- _What you will do_
Go through the material below and please tally the lines that hold the word "StoredBlob"; the number alone is the answer.
Segment Start: Extracted data
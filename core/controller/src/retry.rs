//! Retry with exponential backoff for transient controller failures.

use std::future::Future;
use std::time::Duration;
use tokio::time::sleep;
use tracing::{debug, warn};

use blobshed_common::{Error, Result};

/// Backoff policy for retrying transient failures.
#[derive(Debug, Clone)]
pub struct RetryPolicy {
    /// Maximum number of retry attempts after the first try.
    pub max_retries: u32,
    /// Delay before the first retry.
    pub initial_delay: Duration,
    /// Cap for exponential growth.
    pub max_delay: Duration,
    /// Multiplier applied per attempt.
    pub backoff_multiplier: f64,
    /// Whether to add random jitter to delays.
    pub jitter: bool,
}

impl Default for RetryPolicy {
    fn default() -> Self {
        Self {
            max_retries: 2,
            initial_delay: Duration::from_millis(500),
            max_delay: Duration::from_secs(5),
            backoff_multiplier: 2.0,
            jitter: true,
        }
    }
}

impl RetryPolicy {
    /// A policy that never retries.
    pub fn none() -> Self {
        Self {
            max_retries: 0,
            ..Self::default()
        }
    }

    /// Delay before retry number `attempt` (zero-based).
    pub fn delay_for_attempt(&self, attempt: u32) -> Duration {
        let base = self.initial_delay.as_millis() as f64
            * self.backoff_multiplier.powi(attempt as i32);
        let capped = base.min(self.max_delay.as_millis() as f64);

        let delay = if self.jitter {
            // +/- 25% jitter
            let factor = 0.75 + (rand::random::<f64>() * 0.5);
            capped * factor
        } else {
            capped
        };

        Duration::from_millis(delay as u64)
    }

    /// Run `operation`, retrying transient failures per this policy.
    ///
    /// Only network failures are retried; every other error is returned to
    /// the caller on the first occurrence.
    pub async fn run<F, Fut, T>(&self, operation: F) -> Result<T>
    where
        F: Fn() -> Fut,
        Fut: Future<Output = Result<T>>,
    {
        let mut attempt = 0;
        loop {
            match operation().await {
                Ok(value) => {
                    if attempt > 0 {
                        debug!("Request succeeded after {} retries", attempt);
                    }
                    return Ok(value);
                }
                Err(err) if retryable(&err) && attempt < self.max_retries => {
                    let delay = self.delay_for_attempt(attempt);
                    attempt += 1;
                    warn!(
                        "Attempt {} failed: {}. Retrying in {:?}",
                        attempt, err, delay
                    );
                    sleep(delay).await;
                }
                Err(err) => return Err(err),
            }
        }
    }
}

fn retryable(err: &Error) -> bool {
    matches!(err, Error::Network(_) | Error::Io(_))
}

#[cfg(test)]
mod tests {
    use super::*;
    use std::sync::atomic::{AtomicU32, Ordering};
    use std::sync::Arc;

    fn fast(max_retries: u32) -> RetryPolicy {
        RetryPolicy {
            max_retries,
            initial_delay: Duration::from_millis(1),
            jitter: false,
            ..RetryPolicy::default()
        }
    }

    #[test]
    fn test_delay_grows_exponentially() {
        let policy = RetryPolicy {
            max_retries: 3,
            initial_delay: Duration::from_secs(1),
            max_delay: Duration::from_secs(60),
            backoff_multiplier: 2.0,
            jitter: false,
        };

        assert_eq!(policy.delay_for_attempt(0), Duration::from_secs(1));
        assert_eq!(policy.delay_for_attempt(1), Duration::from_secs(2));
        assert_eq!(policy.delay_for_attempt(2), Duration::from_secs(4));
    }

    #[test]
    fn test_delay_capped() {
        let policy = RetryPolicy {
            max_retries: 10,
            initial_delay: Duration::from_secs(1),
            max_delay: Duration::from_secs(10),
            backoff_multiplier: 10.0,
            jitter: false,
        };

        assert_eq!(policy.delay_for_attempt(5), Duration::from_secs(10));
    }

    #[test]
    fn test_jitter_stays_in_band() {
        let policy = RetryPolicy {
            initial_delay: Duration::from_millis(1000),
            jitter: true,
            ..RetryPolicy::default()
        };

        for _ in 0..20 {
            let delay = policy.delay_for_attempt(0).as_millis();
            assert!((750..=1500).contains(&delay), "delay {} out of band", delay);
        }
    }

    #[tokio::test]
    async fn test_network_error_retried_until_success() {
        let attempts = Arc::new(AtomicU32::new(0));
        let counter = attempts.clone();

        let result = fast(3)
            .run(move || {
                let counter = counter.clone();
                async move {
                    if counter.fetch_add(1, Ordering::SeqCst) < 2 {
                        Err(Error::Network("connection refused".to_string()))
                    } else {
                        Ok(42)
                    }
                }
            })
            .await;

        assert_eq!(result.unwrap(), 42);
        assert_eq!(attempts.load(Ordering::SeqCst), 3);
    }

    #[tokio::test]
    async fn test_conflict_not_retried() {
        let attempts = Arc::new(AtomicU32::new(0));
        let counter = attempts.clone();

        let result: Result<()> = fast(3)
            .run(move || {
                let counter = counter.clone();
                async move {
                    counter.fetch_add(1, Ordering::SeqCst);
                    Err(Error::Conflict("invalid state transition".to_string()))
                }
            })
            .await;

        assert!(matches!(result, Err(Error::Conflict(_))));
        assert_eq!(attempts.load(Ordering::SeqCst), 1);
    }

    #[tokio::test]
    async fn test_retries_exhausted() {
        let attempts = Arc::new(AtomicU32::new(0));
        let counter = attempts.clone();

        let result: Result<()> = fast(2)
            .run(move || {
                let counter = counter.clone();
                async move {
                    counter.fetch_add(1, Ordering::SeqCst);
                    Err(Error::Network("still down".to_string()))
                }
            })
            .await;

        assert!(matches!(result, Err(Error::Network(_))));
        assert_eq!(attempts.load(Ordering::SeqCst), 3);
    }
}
Segment End: Extracted data
Segment Start: Extracted data
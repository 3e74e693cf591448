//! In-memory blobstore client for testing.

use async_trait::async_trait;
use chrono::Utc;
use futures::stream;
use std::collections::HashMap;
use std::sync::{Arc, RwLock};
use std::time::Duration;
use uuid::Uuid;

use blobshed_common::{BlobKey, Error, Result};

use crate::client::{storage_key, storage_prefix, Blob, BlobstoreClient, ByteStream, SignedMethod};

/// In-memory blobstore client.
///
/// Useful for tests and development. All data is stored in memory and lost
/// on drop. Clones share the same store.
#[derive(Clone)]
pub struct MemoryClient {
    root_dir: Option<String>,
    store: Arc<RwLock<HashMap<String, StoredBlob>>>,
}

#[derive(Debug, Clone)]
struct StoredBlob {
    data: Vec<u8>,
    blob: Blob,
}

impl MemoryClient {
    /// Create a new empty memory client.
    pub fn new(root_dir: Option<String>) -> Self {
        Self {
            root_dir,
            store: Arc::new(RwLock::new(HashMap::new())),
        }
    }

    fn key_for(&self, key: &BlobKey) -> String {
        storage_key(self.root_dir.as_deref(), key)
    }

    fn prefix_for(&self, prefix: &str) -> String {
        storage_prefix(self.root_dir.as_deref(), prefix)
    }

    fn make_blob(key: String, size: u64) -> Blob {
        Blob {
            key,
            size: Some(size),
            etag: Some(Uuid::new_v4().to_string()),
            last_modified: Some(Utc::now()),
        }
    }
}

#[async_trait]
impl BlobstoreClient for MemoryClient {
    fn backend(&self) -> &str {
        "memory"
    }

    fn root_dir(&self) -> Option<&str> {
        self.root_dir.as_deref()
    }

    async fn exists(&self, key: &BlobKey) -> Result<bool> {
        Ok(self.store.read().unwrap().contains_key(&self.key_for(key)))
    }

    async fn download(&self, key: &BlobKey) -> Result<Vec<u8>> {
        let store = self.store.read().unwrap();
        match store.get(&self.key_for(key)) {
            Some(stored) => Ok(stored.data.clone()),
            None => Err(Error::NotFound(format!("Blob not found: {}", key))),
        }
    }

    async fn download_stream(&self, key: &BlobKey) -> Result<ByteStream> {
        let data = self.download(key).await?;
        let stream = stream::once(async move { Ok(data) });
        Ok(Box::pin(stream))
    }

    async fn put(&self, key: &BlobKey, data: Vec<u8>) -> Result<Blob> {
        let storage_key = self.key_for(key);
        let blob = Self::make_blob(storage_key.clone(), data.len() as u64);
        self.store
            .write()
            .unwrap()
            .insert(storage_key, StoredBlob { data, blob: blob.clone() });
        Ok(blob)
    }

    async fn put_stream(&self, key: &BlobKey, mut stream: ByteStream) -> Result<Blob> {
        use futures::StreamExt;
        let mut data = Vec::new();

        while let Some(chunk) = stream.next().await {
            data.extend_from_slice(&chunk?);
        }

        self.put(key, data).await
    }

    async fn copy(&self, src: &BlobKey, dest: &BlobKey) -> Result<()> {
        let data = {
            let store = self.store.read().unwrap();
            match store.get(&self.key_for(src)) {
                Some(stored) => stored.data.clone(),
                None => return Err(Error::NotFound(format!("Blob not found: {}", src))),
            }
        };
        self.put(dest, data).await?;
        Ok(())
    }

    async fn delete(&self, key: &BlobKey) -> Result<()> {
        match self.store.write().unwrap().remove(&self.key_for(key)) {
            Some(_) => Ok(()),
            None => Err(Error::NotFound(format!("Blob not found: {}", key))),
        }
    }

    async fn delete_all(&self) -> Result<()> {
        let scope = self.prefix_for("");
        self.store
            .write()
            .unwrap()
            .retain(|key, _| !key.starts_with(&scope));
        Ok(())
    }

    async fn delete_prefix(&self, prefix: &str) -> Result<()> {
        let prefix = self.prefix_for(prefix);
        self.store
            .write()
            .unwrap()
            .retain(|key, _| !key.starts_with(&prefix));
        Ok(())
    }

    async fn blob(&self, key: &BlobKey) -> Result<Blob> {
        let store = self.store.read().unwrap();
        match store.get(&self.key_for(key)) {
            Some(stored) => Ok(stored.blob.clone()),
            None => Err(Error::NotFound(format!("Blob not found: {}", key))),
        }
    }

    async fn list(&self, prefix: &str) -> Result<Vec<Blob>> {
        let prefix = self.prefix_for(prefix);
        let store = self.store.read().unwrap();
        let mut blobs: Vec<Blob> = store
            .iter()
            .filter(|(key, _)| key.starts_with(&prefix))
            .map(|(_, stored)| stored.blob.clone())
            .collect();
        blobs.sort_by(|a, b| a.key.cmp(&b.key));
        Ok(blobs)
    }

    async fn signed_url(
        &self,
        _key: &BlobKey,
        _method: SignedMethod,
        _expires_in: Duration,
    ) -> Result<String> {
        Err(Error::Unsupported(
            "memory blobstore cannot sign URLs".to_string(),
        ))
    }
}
Segment End: Extracted data
- _Solution_
3